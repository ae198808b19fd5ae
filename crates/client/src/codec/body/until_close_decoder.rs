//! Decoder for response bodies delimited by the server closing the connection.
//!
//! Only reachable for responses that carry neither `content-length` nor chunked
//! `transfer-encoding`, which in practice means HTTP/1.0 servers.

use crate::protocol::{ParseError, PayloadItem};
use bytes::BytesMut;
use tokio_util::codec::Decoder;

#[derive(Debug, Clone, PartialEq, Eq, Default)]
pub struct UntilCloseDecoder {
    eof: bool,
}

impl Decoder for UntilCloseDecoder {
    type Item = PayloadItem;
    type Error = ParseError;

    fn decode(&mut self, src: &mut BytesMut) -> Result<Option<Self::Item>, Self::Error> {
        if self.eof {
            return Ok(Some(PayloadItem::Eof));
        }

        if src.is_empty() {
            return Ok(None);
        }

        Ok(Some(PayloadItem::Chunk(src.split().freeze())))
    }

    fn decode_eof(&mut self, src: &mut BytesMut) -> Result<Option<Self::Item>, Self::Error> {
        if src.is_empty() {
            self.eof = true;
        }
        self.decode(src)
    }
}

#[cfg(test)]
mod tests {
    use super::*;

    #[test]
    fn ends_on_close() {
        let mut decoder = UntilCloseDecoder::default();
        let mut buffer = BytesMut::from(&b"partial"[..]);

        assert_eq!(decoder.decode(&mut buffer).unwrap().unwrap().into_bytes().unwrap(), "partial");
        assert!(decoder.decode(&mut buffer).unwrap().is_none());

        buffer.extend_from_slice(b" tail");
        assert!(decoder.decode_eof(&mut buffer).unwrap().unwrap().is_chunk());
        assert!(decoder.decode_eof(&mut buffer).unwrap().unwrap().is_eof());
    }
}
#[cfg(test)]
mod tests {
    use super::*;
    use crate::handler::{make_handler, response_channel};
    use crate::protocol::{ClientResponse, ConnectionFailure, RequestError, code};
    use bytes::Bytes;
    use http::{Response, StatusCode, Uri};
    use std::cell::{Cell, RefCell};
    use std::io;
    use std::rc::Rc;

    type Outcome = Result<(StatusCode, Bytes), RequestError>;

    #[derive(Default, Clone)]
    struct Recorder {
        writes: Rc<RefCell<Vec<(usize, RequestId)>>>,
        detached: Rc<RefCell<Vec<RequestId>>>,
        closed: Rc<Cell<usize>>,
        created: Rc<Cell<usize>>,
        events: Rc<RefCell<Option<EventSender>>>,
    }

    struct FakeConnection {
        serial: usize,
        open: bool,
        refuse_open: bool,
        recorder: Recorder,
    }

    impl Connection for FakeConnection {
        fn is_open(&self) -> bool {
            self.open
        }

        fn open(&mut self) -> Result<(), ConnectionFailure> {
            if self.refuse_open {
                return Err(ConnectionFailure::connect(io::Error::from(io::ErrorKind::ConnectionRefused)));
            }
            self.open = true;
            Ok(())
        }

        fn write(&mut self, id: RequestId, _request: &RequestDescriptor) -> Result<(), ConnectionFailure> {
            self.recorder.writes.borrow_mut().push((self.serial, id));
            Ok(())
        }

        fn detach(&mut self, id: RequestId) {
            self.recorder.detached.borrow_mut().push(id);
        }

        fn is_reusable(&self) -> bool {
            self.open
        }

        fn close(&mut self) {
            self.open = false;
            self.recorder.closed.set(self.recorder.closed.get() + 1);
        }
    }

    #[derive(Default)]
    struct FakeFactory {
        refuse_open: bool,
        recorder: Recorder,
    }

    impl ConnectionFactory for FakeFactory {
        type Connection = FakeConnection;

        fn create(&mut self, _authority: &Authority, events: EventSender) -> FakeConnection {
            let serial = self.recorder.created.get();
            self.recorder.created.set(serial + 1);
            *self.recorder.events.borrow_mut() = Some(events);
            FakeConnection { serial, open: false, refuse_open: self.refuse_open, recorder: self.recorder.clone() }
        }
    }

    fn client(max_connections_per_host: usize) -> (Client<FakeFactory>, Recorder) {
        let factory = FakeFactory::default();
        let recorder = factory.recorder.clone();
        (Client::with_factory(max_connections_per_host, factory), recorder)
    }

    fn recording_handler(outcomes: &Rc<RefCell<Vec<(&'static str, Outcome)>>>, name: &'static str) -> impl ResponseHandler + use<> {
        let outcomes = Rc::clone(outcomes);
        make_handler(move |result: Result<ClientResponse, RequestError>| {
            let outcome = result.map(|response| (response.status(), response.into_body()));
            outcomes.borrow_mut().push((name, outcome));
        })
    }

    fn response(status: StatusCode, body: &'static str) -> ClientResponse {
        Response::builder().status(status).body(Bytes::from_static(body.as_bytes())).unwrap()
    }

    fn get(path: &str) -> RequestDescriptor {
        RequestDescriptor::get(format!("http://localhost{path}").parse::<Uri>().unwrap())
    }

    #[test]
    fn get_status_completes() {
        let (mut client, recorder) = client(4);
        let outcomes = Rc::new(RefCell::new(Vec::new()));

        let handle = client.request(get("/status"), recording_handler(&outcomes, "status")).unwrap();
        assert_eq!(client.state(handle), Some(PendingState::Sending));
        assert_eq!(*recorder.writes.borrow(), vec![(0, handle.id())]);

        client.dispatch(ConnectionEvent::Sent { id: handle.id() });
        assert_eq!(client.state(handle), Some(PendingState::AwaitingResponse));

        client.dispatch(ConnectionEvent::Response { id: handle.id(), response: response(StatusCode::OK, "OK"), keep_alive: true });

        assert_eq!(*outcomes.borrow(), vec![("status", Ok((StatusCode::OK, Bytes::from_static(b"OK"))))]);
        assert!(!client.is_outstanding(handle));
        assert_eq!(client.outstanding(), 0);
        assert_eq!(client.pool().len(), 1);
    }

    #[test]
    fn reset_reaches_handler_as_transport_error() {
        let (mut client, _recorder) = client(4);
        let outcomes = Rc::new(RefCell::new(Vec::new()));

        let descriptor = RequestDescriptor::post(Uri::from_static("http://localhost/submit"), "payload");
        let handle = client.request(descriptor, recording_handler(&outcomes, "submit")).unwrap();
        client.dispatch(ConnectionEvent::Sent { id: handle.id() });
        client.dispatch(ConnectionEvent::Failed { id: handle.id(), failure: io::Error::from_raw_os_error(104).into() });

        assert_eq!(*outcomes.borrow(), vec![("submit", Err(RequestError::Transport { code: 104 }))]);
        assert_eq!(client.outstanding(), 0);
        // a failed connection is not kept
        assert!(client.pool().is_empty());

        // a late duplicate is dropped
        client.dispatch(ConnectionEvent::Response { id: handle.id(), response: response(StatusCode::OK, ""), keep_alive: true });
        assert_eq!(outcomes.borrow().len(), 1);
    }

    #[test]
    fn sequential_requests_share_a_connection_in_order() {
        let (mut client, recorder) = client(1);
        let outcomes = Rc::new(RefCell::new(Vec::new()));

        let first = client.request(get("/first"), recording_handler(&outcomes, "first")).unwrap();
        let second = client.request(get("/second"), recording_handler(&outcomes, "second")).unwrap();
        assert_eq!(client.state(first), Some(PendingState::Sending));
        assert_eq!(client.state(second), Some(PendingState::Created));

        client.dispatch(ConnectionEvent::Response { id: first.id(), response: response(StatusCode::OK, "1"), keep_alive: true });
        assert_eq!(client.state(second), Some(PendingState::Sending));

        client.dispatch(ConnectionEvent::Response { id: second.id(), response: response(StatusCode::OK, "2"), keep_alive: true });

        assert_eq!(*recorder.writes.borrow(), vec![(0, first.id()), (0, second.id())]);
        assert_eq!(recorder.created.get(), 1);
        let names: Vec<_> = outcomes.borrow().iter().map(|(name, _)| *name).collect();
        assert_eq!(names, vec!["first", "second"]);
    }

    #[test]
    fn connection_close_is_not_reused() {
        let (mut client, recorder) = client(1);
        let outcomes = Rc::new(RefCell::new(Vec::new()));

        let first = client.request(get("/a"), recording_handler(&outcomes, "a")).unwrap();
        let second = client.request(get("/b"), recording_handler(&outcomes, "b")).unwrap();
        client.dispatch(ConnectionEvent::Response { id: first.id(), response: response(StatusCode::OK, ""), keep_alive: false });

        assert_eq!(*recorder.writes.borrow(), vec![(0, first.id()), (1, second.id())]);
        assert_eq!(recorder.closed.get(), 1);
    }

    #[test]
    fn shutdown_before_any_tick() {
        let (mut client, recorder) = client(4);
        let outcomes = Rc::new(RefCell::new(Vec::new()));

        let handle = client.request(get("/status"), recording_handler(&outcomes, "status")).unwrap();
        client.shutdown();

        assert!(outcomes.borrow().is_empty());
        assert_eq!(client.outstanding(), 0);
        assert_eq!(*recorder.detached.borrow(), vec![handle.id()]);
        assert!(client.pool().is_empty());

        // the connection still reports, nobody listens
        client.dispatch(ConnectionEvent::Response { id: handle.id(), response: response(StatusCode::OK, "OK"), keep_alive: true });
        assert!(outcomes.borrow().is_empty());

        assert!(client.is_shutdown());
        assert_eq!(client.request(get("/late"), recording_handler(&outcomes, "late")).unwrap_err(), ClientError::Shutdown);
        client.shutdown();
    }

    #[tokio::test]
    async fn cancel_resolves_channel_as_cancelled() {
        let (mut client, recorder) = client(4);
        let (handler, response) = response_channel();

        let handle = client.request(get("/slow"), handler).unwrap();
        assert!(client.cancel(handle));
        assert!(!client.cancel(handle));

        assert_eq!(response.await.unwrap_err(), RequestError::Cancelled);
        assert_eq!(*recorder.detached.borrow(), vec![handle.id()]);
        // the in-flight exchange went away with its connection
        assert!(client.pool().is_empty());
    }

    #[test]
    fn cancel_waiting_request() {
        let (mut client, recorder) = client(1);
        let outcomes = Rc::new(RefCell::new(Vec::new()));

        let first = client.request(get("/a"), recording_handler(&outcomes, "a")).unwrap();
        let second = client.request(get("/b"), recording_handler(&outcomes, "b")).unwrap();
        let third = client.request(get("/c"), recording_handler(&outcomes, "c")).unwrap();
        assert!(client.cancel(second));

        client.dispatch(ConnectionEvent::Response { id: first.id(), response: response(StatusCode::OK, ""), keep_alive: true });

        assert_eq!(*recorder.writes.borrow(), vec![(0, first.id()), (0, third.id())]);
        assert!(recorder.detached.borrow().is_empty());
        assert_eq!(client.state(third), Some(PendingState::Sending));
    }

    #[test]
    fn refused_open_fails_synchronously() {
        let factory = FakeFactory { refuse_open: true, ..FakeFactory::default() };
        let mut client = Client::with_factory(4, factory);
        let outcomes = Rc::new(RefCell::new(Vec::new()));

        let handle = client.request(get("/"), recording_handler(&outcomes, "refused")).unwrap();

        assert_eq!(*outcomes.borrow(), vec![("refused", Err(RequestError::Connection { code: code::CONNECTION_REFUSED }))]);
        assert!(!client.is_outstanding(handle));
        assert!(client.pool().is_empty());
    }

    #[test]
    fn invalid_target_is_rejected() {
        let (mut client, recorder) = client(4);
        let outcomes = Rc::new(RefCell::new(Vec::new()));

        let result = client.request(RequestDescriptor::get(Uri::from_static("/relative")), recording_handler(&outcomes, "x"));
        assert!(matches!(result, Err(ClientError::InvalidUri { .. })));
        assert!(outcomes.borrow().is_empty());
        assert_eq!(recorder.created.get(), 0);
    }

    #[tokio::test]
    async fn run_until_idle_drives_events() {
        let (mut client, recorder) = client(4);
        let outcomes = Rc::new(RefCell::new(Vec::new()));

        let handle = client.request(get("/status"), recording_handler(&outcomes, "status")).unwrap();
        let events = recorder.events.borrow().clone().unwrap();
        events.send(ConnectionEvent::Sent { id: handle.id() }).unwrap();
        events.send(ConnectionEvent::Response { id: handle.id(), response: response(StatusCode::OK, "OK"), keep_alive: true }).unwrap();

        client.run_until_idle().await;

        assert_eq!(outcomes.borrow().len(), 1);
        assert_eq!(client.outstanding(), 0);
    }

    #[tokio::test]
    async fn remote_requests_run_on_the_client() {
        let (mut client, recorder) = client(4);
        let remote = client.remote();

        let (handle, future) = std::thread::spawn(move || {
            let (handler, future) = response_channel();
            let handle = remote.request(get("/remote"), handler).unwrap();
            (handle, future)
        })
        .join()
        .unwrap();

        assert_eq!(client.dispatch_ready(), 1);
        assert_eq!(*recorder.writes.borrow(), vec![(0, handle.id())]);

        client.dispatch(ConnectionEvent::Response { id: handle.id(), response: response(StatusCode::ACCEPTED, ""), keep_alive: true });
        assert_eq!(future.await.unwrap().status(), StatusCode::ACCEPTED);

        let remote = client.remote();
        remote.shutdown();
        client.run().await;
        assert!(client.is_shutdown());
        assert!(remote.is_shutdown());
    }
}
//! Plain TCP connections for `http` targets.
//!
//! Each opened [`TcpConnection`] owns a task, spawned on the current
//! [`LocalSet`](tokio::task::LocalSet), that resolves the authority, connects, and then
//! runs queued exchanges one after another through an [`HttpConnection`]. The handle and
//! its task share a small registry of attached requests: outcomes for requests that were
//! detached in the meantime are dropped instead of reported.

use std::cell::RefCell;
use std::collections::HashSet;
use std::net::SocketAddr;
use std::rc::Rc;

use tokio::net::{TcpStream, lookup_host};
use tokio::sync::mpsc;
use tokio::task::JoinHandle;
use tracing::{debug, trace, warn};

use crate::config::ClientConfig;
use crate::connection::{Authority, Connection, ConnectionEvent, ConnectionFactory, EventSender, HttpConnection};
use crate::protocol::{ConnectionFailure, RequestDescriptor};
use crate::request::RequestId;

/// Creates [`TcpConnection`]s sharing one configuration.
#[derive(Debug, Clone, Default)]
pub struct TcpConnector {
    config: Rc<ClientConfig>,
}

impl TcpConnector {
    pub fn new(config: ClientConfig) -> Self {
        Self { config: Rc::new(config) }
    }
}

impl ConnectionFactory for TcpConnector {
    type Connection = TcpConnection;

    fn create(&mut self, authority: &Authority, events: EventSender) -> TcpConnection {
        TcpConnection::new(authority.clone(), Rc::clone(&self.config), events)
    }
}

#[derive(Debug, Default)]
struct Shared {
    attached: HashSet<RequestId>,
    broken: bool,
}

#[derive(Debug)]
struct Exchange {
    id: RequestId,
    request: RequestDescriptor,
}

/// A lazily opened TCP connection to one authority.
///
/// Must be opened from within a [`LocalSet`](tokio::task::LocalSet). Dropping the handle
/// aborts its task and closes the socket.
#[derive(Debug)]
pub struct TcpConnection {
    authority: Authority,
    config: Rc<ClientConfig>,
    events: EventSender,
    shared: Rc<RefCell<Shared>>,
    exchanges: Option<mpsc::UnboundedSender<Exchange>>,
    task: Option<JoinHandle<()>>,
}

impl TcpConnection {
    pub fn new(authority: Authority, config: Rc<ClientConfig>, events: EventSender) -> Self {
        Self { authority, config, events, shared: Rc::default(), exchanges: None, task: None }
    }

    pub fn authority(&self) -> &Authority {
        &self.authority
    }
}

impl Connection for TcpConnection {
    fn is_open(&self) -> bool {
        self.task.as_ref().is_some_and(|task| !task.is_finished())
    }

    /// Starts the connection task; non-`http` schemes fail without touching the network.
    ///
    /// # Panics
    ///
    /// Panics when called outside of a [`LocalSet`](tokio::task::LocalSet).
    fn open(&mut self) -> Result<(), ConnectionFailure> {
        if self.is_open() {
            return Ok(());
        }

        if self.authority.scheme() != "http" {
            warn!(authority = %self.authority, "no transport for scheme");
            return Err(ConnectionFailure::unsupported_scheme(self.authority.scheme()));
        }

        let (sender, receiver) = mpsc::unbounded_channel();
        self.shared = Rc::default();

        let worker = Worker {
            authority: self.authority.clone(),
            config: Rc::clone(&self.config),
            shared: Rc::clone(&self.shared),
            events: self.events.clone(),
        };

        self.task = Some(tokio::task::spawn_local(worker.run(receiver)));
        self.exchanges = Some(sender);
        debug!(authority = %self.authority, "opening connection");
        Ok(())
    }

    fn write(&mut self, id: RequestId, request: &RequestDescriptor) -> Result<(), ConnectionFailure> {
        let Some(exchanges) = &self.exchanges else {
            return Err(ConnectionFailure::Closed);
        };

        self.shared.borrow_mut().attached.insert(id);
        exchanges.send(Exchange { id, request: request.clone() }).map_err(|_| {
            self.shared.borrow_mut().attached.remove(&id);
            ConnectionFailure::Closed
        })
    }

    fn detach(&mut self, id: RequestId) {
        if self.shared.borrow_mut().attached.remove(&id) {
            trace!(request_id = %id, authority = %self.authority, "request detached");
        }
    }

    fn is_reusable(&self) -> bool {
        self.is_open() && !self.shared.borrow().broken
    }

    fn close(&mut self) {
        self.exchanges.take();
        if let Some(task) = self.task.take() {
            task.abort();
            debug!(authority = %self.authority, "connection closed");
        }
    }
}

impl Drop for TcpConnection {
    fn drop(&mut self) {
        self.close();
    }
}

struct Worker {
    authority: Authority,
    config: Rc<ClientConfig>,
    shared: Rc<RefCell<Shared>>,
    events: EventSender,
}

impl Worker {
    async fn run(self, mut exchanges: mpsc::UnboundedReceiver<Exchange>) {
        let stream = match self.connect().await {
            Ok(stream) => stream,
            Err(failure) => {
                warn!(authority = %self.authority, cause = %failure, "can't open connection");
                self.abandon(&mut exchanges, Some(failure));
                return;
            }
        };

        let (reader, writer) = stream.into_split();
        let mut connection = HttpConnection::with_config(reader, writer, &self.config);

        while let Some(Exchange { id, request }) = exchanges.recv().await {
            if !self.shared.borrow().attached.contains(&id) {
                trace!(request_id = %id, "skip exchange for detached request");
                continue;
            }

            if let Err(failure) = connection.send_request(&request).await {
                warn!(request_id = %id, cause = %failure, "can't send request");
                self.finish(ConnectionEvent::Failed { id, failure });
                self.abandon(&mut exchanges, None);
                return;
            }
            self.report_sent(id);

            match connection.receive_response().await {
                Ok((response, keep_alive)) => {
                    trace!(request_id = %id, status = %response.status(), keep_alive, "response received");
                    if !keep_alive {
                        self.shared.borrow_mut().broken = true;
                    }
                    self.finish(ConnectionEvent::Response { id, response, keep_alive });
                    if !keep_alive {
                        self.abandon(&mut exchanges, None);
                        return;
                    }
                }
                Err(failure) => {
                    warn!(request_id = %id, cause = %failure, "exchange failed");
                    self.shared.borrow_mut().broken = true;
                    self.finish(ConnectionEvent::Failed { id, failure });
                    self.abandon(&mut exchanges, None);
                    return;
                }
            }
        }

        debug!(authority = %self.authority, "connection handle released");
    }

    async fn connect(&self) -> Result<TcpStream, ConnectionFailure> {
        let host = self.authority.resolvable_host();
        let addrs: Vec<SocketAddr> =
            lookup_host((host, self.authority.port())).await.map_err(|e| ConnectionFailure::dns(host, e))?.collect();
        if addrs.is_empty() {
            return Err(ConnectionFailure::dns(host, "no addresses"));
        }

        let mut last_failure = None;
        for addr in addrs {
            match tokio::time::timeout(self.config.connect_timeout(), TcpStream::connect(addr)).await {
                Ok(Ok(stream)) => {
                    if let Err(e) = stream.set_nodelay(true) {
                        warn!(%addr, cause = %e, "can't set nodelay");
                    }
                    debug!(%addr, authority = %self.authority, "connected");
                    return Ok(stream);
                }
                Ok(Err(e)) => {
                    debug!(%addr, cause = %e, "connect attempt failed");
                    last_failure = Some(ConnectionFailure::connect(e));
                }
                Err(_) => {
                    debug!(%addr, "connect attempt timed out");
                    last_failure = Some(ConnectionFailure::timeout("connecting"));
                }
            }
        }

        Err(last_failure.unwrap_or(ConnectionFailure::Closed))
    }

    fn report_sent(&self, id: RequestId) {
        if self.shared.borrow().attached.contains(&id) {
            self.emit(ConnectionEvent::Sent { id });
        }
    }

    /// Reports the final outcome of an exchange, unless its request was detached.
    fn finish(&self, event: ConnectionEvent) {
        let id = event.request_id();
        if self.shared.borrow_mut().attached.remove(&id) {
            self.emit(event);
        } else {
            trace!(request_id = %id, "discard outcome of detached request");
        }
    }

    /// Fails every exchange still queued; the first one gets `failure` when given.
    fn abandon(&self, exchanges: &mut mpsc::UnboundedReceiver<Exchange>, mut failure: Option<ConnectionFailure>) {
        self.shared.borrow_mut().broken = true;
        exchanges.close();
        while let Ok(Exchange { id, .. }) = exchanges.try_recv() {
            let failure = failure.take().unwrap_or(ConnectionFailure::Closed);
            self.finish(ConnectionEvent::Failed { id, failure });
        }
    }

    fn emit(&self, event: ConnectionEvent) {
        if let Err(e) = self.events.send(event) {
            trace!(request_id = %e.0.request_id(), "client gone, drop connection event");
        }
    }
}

^^^^^^^^

#### EXERCISE AIM
Quote exactly the opening line of the material above and every line after it, up to and including the line that contains "#[derive(Debug, Clone, PartialEq, Eq, Default)]".

#### EXPECTED ANSWER
repository ae198808b19fd5ae
filename crates/client/src/codec/body/until_close_decoder.rs
//! Decoder for response bodies delimited by the server closing the connection.
//!
//! Only reachable for responses that carry neither `content-length` nor chunked
//! `transfer-encoding`, which in practice means HTTP/1.0 servers.

use crate::protocol::{ParseError, PayloadItem};
use bytes::BytesMut;
use tokio_util::codec::Decoder;

#[derive(Debug, Clone, PartialEq, Eq, Default)]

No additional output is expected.